Saved entries:

# # # #

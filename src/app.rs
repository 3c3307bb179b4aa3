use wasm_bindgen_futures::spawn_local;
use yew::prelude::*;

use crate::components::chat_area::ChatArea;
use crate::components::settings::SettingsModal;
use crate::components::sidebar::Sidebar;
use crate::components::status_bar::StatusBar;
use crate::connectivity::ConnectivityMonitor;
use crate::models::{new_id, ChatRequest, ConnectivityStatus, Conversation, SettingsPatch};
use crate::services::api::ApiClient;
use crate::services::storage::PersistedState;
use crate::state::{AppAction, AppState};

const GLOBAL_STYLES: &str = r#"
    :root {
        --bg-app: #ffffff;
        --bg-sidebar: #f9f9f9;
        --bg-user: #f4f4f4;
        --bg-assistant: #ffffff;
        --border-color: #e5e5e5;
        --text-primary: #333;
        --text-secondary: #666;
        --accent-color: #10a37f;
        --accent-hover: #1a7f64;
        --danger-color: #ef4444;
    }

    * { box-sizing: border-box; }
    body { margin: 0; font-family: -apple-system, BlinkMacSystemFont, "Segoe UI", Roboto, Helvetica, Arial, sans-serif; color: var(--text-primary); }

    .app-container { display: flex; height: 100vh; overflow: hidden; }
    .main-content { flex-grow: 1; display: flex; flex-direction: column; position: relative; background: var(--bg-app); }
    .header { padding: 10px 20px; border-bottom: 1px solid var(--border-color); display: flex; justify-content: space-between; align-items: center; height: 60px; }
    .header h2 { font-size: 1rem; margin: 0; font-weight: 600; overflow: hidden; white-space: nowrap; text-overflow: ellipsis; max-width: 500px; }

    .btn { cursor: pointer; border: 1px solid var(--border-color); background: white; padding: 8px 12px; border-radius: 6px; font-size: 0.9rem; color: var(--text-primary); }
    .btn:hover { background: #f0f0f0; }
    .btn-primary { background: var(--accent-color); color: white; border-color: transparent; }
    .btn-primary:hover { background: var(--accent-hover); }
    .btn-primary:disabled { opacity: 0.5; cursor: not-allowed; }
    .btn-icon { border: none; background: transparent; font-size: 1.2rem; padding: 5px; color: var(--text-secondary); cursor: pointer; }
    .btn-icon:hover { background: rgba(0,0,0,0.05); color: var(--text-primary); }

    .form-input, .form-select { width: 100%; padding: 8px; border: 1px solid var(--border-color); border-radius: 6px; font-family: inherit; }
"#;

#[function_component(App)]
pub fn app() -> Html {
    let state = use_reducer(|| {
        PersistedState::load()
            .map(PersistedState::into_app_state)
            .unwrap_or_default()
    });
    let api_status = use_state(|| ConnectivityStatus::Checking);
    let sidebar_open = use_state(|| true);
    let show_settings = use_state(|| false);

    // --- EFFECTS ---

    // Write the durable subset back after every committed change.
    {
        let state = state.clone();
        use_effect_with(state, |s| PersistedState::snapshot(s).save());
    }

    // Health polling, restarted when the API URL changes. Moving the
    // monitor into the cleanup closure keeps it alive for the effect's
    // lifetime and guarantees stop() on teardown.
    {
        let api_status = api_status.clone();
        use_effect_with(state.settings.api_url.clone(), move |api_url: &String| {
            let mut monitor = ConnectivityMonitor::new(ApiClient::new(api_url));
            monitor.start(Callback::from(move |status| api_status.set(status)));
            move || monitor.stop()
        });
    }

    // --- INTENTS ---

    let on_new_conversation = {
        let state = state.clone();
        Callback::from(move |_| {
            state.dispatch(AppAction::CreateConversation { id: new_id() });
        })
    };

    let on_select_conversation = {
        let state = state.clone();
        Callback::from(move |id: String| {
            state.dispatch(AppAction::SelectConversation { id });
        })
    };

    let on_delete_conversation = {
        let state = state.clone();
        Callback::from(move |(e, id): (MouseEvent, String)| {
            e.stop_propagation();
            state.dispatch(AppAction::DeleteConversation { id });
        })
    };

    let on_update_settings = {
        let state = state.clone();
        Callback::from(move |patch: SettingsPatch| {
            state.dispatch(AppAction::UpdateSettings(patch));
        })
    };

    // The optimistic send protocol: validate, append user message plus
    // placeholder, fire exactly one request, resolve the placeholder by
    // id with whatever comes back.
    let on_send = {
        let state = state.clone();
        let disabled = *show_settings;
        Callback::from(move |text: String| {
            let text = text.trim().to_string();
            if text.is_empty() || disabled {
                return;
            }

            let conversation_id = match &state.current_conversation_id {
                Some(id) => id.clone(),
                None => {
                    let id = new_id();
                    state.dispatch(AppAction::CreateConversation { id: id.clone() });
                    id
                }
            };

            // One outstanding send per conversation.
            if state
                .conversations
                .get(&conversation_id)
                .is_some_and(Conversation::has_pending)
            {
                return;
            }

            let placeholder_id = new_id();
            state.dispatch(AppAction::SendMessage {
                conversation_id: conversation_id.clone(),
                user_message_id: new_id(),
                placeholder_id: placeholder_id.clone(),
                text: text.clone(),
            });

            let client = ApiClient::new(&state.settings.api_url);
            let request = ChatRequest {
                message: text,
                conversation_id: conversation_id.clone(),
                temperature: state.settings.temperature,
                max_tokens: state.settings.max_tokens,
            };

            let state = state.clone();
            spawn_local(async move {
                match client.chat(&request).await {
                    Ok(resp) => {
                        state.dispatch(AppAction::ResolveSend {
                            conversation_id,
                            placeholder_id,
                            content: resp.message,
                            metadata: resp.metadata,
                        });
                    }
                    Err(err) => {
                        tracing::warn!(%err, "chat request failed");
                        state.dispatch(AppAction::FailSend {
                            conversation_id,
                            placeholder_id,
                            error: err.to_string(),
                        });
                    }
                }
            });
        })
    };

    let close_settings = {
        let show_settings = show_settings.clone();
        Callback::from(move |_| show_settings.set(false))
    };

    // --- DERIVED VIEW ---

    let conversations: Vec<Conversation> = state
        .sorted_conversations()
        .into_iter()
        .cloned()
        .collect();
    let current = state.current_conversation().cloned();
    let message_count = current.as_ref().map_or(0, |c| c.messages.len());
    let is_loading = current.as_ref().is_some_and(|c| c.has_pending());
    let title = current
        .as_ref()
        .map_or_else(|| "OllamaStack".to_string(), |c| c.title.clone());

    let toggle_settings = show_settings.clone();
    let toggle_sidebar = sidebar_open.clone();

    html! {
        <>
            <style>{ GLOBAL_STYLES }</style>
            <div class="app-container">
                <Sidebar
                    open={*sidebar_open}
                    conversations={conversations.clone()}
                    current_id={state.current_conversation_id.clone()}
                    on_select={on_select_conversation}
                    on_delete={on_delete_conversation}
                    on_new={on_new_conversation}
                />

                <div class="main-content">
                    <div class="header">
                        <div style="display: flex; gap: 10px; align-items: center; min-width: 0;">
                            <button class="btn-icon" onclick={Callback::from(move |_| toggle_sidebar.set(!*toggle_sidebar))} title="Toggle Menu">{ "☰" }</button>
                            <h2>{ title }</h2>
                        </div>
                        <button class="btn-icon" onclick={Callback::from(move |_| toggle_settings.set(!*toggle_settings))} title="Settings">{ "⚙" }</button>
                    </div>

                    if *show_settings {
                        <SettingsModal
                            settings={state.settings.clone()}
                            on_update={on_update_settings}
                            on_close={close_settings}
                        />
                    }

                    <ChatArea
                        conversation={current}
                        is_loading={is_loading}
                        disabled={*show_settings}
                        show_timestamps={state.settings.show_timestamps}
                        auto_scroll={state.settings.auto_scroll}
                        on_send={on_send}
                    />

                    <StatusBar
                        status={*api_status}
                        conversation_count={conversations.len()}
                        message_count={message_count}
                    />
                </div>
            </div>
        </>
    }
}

# # # #

- WHAT THE EXERCISE ASKS -
Once you have counted the lines above containing the word "StatusBar", state that number and nothing more.

- RESULT FOR THIS EXERCISE -
2